A psychologist and a functional medicine practitioner discuss happiness, eudaimonia, wellness, free will and more

  • This showed up in one of my feeds and could be fruitful for discussion:

    RHR: How to Achieve Happiness and Well-Being, with Kennon Sheldon
    In this episode of RHR, I talk with Kennon Sheldon about how to understand and cultivate happiness in order to improve our overall health, well-being, and…

    The link is to a podcast and comes with a full transcription, which is quite convenient.
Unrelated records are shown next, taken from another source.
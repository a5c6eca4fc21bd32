#![allow(clippy::unwrap_used, clippy::expect_used, dead_code)]

use std::collections::{HashMap, VecDeque};
use std::sync::{Arc, Mutex};
use std::time::Duration;

use futures::future::BoxFuture;
use serde_json::{json, Value};
use tokio::sync::oneshot;

use vetclinic_lib::command::CommandInvoker;
use vetclinic_lib::store::SqliteCommandLayer;
use vetclinic_lib::{AppError, AppResult};

/// What a held call does once the test lets it go.
pub enum Release {
    /// Pass the call through to the wrapped backend.
    Forward,
    Respond(AppResult<Value>),
    Panic,
}

/// Wraps a backend, records every call and can hold chosen calls until released.
pub struct GatedInvoker {
    inner: Arc<dyn CommandInvoker>,
    calls: Mutex<Vec<(String, Value)>>,
    gates: Mutex<HashMap<String, VecDeque<oneshot::Receiver<Release>>>>,
}

pub struct Gate(oneshot::Sender<Release>);

impl Gate {
    pub fn release(self, release: Release) {
        let _ = self.0.send(release);
    }

    pub fn forward(self) {
        self.release(Release::Forward);
    }

    pub fn fail(self, code: &str) {
        self.release(Release::Respond(Err(AppError::new(
            code.to_string(),
            "backend refused",
        ))));
    }
}

impl GatedInvoker {
    pub fn new(inner: Arc<dyn CommandInvoker>) -> Arc<Self> {
        Arc::new(Self {
            inner,
            calls: Mutex::new(Vec::new()),
            gates: Mutex::new(HashMap::new()),
        })
    }

    /// Hold the next call to `command` until the returned gate is released.
    pub fn hold(&self, command: &str) -> Gate {
        let (tx, rx) = oneshot::channel();
        self.gates
            .lock()
            .unwrap()
            .entry(command.to_string())
            .or_default()
            .push_back(rx);
        Gate(tx)
    }

    pub fn calls(&self) -> Vec<(String, Value)> {
        self.calls.lock().unwrap().clone()
    }

    pub fn calls_to(&self, command: &str) -> Vec<Value> {
        self.calls
            .lock()
            .unwrap()
            .iter()
            .filter(|(name, _)| name == command)
            .map(|(_, args)| args.clone())
            .collect()
    }

    pub async fn wait_for_calls(&self, command: &str, count: usize) {
        let deadline = tokio::time::Instant::now() + Duration::from_secs(5);
        while self.calls_to(command).len() < count {
            assert!(
                tokio::time::Instant::now() < deadline,
                "timed out waiting for {count} call(s) to {command}"
            );
            tokio::time::sleep(Duration::from_millis(1)).await;
        }
    }
}

impl CommandInvoker for GatedInvoker {
    fn invoke(&self, command: &str, args: Value) -> BoxFuture<'_, AppResult<Value>> {
        self.calls
            .lock()
            .unwrap()
            .push((command.to_string(), args.clone()));
        let gate = self
            .gates
            .lock()
            .unwrap()
            .get_mut(command)
            .and_then(VecDeque::pop_front);
        let command = command.to_string();
        Box::pin(async move {
            let release = match gate {
                Some(rx) => rx.await.unwrap_or(Release::Forward),
                None => Release::Forward,
            };
            match release {
                Release::Forward => self.inner.invoke(&command, args).await,
                Release::Respond(result) => result,
                Release::Panic => panic!("backend panicked while handling {command}"),
            }
        })
    }
}

pub async fn memory_store() -> SqliteCommandLayer {
    SqliteCommandLayer::in_memory()
        .await
        .expect("open in-memory store")
}

/// Households "Smith" (id 1) and "Doe" (id 2), a person with an email contact, a
/// patient with two medical records and an appointment.
pub async fn seeded_store() -> SqliteCommandLayer {
    let store = memory_store().await;
    let smith = store
        .seed("households", json!({ "household_name": "Smith", "city": "Cork" }))
        .await
        .unwrap();
    store
        .seed("households", json!({ "household_name": "Doe" }))
        .await
        .unwrap();
    let person = store
        .seed(
            "people",
            json!({ "household_id": smith, "first_name": "Ann", "last_name": "Smith", "is_primary": true }),
        )
        .await
        .unwrap();
    store
        .seed(
            "contacts",
            json!({ "person_id": person, "contact_type": "email", "contact_value": "ann@example.com" }),
        )
        .await
        .unwrap();
    let patient = store
        .seed(
            "patients",
            json!({ "household_id": smith, "name": "Rex", "species": "dog", "weight": 21.5 }),
        )
        .await
        .unwrap();
    for name in ["Vaccination", "Dental"] {
        store
            .seed(
                "medical_records",
                json!({ "patient_id": patient, "record_type": "procedure", "name": name, "description": "routine" }),
            )
            .await
            .unwrap();
    }
    store
        .seed(
            "appointments",
            json!({
                "patient_id": patient,
                "title": "Booster",
                "start_time": 1_704_067_200_000_i64,
                "end_time": 1_704_069_000_000_i64
            }),
        )
        .await
        .unwrap();
    store
}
    I'm not sure where to begin the discussion so I'll just post this and see where it goes :/

  • It appears to me from reading at least the early part of the doctors statement that he is pretty clearly in Aristotle's "good person" camp without entirely admitting it:


    Eudaimonia is a tricky term. It goes back to Aristotle. People debate it in lots of different ways. But to me, it just means trying to grow and connect to be a good person. And so that’s a very broad description that could apply to a lot of different things that we might do. And how do we tell if things are eudaimonic or not? Well, we’ve come to the strategy of it’s eudaimonic if it makes you happier. If it increases your subjective well-being. And the reason we say that is that [for] almost every eudaimonic-type activity that we measure when people do it, it increases their subjective well-being. But again, we don’t think that’s the main thing. It’s just a side effect. But it’s also a very important side effect because if you start doing something eudaimonic, like you’re going to express gratitude, or you’re going to try to be a kinder person, it’s awesome if that behavior can be reinforced by good feelings.

    He's trying to avoid what Aristotle eventually admits - that being a good person makes beging "good" the goal, and there is no objective meaning of "good,". It is my understanding that Aristotle is more honest and says in Nichomachean ethics that "good" can be defined only as looking to see what good men do, and so he ends up with a circular definition that answers nothing - except providing a means for an "elite" to justify their rule over the rest.

  • It's interesting to me because he is by his own description not a philosopher and is studying effective strategies. So I guess we could expect that some things would end up in one philosophical camp and some in another, and that's what he gets. Some statements sound Epicurean to me, others very anti-Epicurean. Probably there are a lot of preconceived ideas, perhaps Aristotelean, that he is unconsciously working with as well.